Le traître du Texas (et pour une fois, le titre français est plus inspiré que le titre original, Horizons West) est le cinquième western du prolifique réalisateur Budd Boetticher. Sorti en 1952, c’est-à-dire la même année que trois autres films de Boetticher : A feu et à sang, western découvert l’autre jour sur les 400 coups de la Bande des Dalton, ainsi que deux autres films aujourd’hui introuvables, Les rois du Rodéo et Les conducteurs du diable. Je vous le disais, ce cher Budd est un réalisateur prolifique !
Produit sous l’égide d’Universal avec un budget minimum, le film est réalisé en 4/3, format d’image assez peu utilisé dans le western, un genre qui demande bien souvent une certaine horizontalité de l’image afin de filmer les grands espaces. L’une des particularités du Traître du Texas est en effet qu’une majeure partie de l’intrigue se passe en intérieur.
Il s’agit de l’histoire assez classique de deux frères qui rentrent au ranch familial, près de la ville d’Austin, après quatre ans d’une guerre de Sécession côté sudiste, dont ils sortent perdants. A leur retour, bien des choses ont changé et la reprise d'une vie d’éleveurs est difficile.
Neil, le plus jeune fils, s’y accommode. Mais Dan, l’aîné, n’a qu’une envie : devenir riche, rapidement, en construisant un vaste empire terrien.
J’ai toujours apprécié Budd Boetticher pour la rapidité de sa réalisation. Rares sont ses films à dépasser les 1h20. Le Déserteur de fort Alamo, et bien sûr mon préféré Sept hommes à abattre, sont de parfaits exemples de la maîtrise du réalisateur en matière de concision et d’efficacité.
Or, avec Le traître du Texas, je trouve que cette efficacité ne fonctionne pas. Nous n’avons pas le temps de véritablement nous attacher aux protagonistes, et les péripéties s’enchaînent de manière trop rapide pour nous en laisser apprécier toutes les subtilités.
Sans un sou, Dan Hammond se fait prêter bien facilement la coquette somme de 1000$, et la dépense tout aussi vite dans une séquence de poker complètement expédiée. Dès la première main, le voilà endetté de 5000$ auprès d’un riche propriétaire terrien !
J’ai également eu beaucoup de mal à croire à son intégration dans la bande de brigands, dont le campement est voisin du ranch familial : une petite bagarre dans la poussière avec deux hommes et pouff, le voilà nommé chef du gang !
Désormais, Dan vit une double vie, fils de bonne famille d’apparence, mais leader d’un groupe de brigands qui vole de troupeaux pour les revendre hors du Texas, dans la Zona Libre.

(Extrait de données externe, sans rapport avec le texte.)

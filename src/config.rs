//! TOML configuration.
//!
//! Every section is optional; an empty file (or no file at all) yields a
//! daemon on `127.0.0.1:8000` writing to stdout.
//!
//! ```toml
//! [server]
//! bind = "127.0.0.1:8000"
//!
//! [schedule]
//! interval = 5
//! unit = "minutes"
//! file = "data.json"
//!
//! [sink]
//! kind = "orion"
//! host = "orion.example.org"
//! port = 1026
//! service = "smartcity"
//! ```

use std::path::{Path, PathBuf};
use std::sync::Arc;

use anyhow::{Context, Result};
use serde::Deserialize;

use ngsi_agent_core::sink::memory::NullSink;
use ngsi_agent_core::sink::Sink;

use crate::scheduler::Unit;
use crate::sink_file::{FileSink, GzipFileSink, StdoutSink};
use crate::sink_http::{HttpSink, OrionSink};

/// Environment variable consulted when the Orion sink has no token.
pub const ORION_TOKEN_ENV: &str = "ORION_TOKEN";

#[derive(Debug, Deserialize, Clone, Default)]
pub struct Config {
    #[serde(default)]
    pub server: ServerConfig,
    #[serde(default)]
    pub schedule: Option<ScheduleConfig>,
    #[serde(default)]
    pub sink: SinkConfig,
}

#[derive(Debug, Deserialize, Clone)]
pub struct ServerConfig {
    #[serde(default = "default_bind")]
    pub bind: String,
    /// Run one agent at a time.
    #[serde(default)]
    pub serialize_runs: bool,
}

impl Default for ServerConfig {
    fn default() -> Self {
        Self {
            bind: default_bind(),
            serialize_runs: false,
        }
    }
}

fn default_bind() -> String {
    "127.0.0.1:8000".to_string()
}

#[derive(Debug, Deserialize, Clone)]
pub struct ScheduleConfig {
    pub interval: u64,
    #[serde(default = "default_unit")]
    pub unit: Unit,
    /// Input re-read on every job.
    pub file: Option<PathBuf>,
}

fn default_unit() -> Unit {
    Unit::Minutes
}

#[derive(Debug, Deserialize, Clone, Default)]
#[serde(tag = "kind", rename_all = "lowercase")]
pub enum SinkConfig {
    Null,
    #[default]
    Stdout,
    File(FileSinkConfig),
    /// Same settings as `file`, written gzip-compressed.
    Gzip(FileSinkConfig),
    Http(HttpSinkConfig),
    Orion(OrionSinkConfig),
}

impl SinkConfig {
    pub fn kind(&self) -> &'static str {
        match self {
            SinkConfig::Null => "null",
            SinkConfig::Stdout => "stdout",
            SinkConfig::File(_) => "file",
            SinkConfig::Gzip(_) => "gzip",
            SinkConfig::Http(_) => "http",
            SinkConfig::Orion(_) => "orion",
        }
    }
}

#[derive(Debug, Deserialize, Clone)]
pub struct FileSinkConfig {
    pub path: PathBuf,
    #[serde(default)]
    pub append: bool,
}

#[derive(Debug, Deserialize, Clone)]
pub struct HttpSinkConfig {
    pub url: String,
    #[serde(default)]
    pub status_url: Option<String>,
    #[serde(default = "default_timeout_secs")]
    pub timeout_secs: u64,
}

#[derive(Debug, Deserialize, Clone)]
pub struct OrionSinkConfig {
    #[serde(default = "default_orion_host")]
    pub host: String,
    #[serde(default = "default_orion_port")]
    pub port: u16,
    #[serde(default)]
    pub secure: bool,
    #[serde(default)]
    pub baseurl: Option<String>,
    #[serde(default)]
    pub token: Option<String>,
    #[serde(default)]
    pub service: Option<String>,
    #[serde(default)]
    pub service_path: Option<String>,
    #[serde(default = "default_user_agent")]
    pub user_agent: String,
    #[serde(default = "default_timeout_secs")]
    pub timeout_secs: u64,
}

impl Default for OrionSinkConfig {
    fn default() -> Self {
        Self {
            host: default_orion_host(),
            port: default_orion_port(),
            secure: false,
            baseurl: None,
            token: None,
            service: None,
            service_path: None,
            user_agent: default_user_agent(),
            timeout_secs: default_timeout_secs(),
        }
    }
}

fn default_orion_host() -> String {
    "127.0.0.1".to_string()
}
fn default_orion_port() -> u16 {
    1026
}
fn default_user_agent() -> String {
    format!("ngsi-agent/{}", env!("CARGO_PKG_VERSION"))
}
fn default_timeout_secs() -> u64 {
    30
}

pub fn load_config(path: &Path) -> Result<Config> {
    let content = std::fs::read_to_string(path)
        .with_context(|| format!("Failed to read config file: {}", path.display()))?;
    parse_config(&content)
}

/// Parse and validate a configuration document.
pub fn parse_config(content: &str) -> Result<Config> {
    let mut config: Config =
        toml::from_str(content).with_context(|| "Failed to parse config file")?;

    if let Some(schedule) = &config.schedule {
        if schedule.interval == 0 {
            anyhow::bail!("schedule.interval must be >= 1");
        }
    }

    match &mut config.sink {
        SinkConfig::File(file) | SinkConfig::Gzip(file) if file.path.as_os_str().is_empty() => {
            anyhow::bail!("sink.path must not be empty for the file sink");
        }
        SinkConfig::Http(http) if !http.url.starts_with("http") => {
            anyhow::bail!("sink.url must be an http(s) URL, got '{}'", http.url);
        }
        SinkConfig::Orion(orion) => {
            if orion.host.is_empty() {
                anyhow::bail!("sink.host must not be empty for the orion sink");
            }
            if orion.token.is_none() {
                orion.token = std::env::var(ORION_TOKEN_ENV).ok().filter(|t| !t.is_empty());
            }
        }
        _ => {}
    }

    Ok(config)
}

/// Build the sink described by `config`.
pub fn build_sink(config: &SinkConfig) -> Result<Arc<dyn Sink>> {
    let sink: Arc<dyn Sink> = match config {
        SinkConfig::Null => Arc::new(NullSink),
        SinkConfig::Stdout => Arc::new(StdoutSink),
        SinkConfig::File(file) => Arc::new(FileSink::with_append(&file.path, file.append)),
        SinkConfig::Gzip(file) => Arc::new(GzipFileSink::with_append(&file.path, file.append)),
        SinkConfig::Http(http) => {
            Arc::new(HttpSink::new(http).context("Failed to build http sink")?)
        }
        SinkConfig::Orion(orion) => {
            Arc::new(OrionSink::new(orion).context("Failed to build orion sink")?)
        }
    };
    Ok(sink)
}

#[cfg(test)]
mod tests {
    use super::*;

    #[test]
    fn test_empty_config_uses_defaults() {
        let config = parse_config("").unwrap();
        assert_eq!(config.server.bind, "127.0.0.1:8000");
        assert!(!config.server.serialize_runs);
        assert!(config.schedule.is_none());
        assert_eq!(config.sink.kind(), "stdout");
    }

    #[test]
    fn test_full_config() {
        let config = parse_config(
            r#"
            [server]
            bind = "0.0.0.0:9000"
            serialize_runs = true

            [schedule]
            interval = 5
            unit = "seconds"
            file = "data.json"

            [sink]
            kind = "orion"
            host = "orion.example.org"
            port = 1027
            token = "secret"
            service = "smartcity"
            service_path = "/parking"
            "#,
        )
        .unwrap();

        assert_eq!(config.server.bind, "0.0.0.0:9000");
        assert!(config.server.serialize_runs);
        let schedule = config.schedule.unwrap();
        assert_eq!(schedule.interval, 5);
        assert_eq!(schedule.unit, Unit::Seconds);
        match config.sink {
            SinkConfig::Orion(orion) => {
                assert_eq!(orion.host, "orion.example.org");
                assert_eq!(orion.port, 1027);
                assert_eq!(orion.token.as_deref(), Some("secret"));
                assert_eq!(orion.service_path.as_deref(), Some("/parking"));
            }
            other => panic!("unexpected sink {:?}", other),
        }
    }

    #[test]
    fn test_zero_interval_rejected() {
        let err = parse_config("[schedule]\ninterval = 0\n").unwrap_err();
        assert!(err.to_string().contains("interval"));
    }

    #[test]
    fn test_unknown_sink_kind_rejected() {
        assert!(parse_config("[sink]\nkind = \"kafka\"\n").is_err());
    }

    #[test]
    fn test_file_sink_requires_path() {
        assert!(parse_config("[sink]\nkind = \"file\"\n").is_err());
        let config = parse_config("[sink]\nkind = \"file\"\npath = \"out.jsonl\"\nappend = true\n")
            .unwrap();
        assert!(build_sink(&config.sink).is_ok());
    }

    #[test]
    fn test_gzip_sink_kind() {
        assert!(parse_config("[sink]\nkind = \"gzip\"\n").is_err());
        let config = parse_config("[sink]\nkind = \"gzip\"\npath = \"out.jsonl.gz\"\n").unwrap();
        assert_eq!(config.sink.kind(), "gzip");
        match &config.sink {
            SinkConfig::Gzip(file) => {
                assert_eq!(file.path, PathBuf::from("out.jsonl.gz"));
                assert!(!file.append);
            }
            other => panic!("expected gzip sink, got {:?}", other),
        }
        assert!(build_sink(&config.sink).is_ok());
    }

    #[test]
    fn test_missing_config_file_has_context() {
        let err = load_config(Path::new("/nonexistent/ngsi-agent.toml")).unwrap_err();
        assert!(err.to_string().contains("Failed to read config file"));
    }
}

Le dernier acte narratif est carrément expédié. En l’espace de 20 minutes, le film nous présente l’ascension fulgurante de Dan comme nouveau riche grâce à des magouilles juridiques qui lui permettent d’annexer et de devenir propriétaire de nombreux ranchs de la région, puis sa brouille avec son frère qui lui reproche d’avoir quitté la voie de l’honnêteté, et finalement la révolte contre lui, et l’inévitable chute d’un homme trop avide.
On croirait presque à un montage du résumé de la saison 2 de la série !
Malgré ces grands défauts, liés sans doute à un budget trop court, la réalisation est de qualité (quelques mouvements de caméra maladroits) et les acteurs sont corrects. Robert Ryan (qui interprète Dan) incarne parfaitement l’homme cupide et cynique. Il a presque tendance à effacer la prestation des autres acteurs, notamment celle de Rock Hudson qui joue son frère Neil.
Pour finir, j’ai trouvé la belle Julia Adams (principalement connue pour le film de Jack Arnold L’étrange créature du lac noir) très juste. Sa prestation dût faire sensation car on retrouve l'actrice l’année suivante dans deux autres westerns de Budd Boetticher : Le déserteur de fort Alamo et Révolte au Mexique.
Bien que chargé en rebondissements, Le Traître du Texas laisse un petit goût amer, en raison notamment de son montage expéditif. Pour moi, un film mineur, qui ne reste pas comme le morceau de choix de la filmographie de Budd Boetticher.